John Wilkes had pleaded with Fanny to include it in their itinerary and she’d finally let him persuade her. She played a fairly minor role of the betrayed daughter while John Wilkes reveled in the part of “Bertuccio,” the court jester who unknowingly helps kidnap his daughter and hand her over to a libertine!
John Wilkes had been excellent in the part in rehearsal and there seemed every chance of it being a hit. But on this important night his playing was uneven. He appeared weary and without vitality for most of the play and then, as if sensing, he was not living up to the part, he began to exaggerate it and act too melodramatically. Even at that the crowd liked the play and it was applauded as a hit.
When the final curtain call was taken and the curtain lowered John Wilkes moved away from her, quickly unwilling to accept her look of reproach. It was only later when they were in bed together that she was able to directly discuss it with him.
Leaning on an elbow she gently traced a pattern on his handsome, mustached face with her forefinger. And with a rueful smile said, “You know you gave a bad performance tonight?”
His eyes twinkled as he gazed up at her from the pillow and said, “You seemed perfectly satisfied!”
Fanny blushed, and said, “You know what I mean! On stage.”
He reached up and caressed her bare breast and in a low voice begged her, “Must we talk of this now?”
She removed his han
d and her eyes meeting his, said, “Yes. You were not nearly as good tonight as you were at rehearsals: Is this the way you plan to win your brother Edwin’s crown?”

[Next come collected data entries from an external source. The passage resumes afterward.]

use tokio::sync::Mutex;
use tokio::time::{Duration, Instant};
use tracing::debug;

/// Fixed-window request counter shared by the abstractor's workers.
///
/// The lock is held while waiting for the window to reset, so every caller
/// queues behind the one that hit the cap.
#[derive(Debug)]
pub struct RateLimiter {
    max_per_window: u32,
    window: Duration,
    state: Mutex<WindowState>,
}

#[derive(Debug)]
struct WindowState {
    count: u32,
    window_start: Instant,
}

impl RateLimiter {
    /// `max_per_minute` calls per rolling 60 second window
    pub fn per_minute(max_per_minute: u32) -> Self {
        Self::new(max_per_minute, Duration::from_secs(60))
    }

    pub fn new(max_per_window: u32, window: Duration) -> Self {
        Self {
            max_per_window: max_per_window.max(1),
            window,
            state: Mutex::new(WindowState {
                count: 0,
                window_start: Instant::now(),
            }),
        }
    }

    /// Take one slot, waiting for the next window if this one is used up.
    pub async fn acquire(&self) {
        let mut state = self.state.lock().await;

        let now = Instant::now();
        if now.duration_since(state.window_start) >= self.window {
            state.count = 0;
            state.window_start = now;
        }

        if state.count >= self.max_per_window {
            let elapsed = now.duration_since(state.window_start);
            if let Some(wait) = self.window.checked_sub(elapsed) {
                debug!(wait_ms = wait.as_millis() as u64, "rate limit reached, waiting for next window");
                tokio::time::sleep(wait).await;
            }
            state.count = 0;
            state.window_start = Instant::now();
        }

        state.count += 1;
    }
}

He frowned slightly. “It won’t happen again!”
“You have given poor performances several times lately,” she reminded him. “And almost always because you’ve arrived at the theatre late and weary.”
He sighed. “It is a bad time! Meade’s cursed army defeated Lee at Gettysburg. And Lincoln makes that mincing speech of his at the Gettysburg cemetery! Little he cares how the South bleeds!”
She studied him worriedly. “When I convinced Mr. Barnum he could safely use you, you promised me you would not take such an active interest in the war!”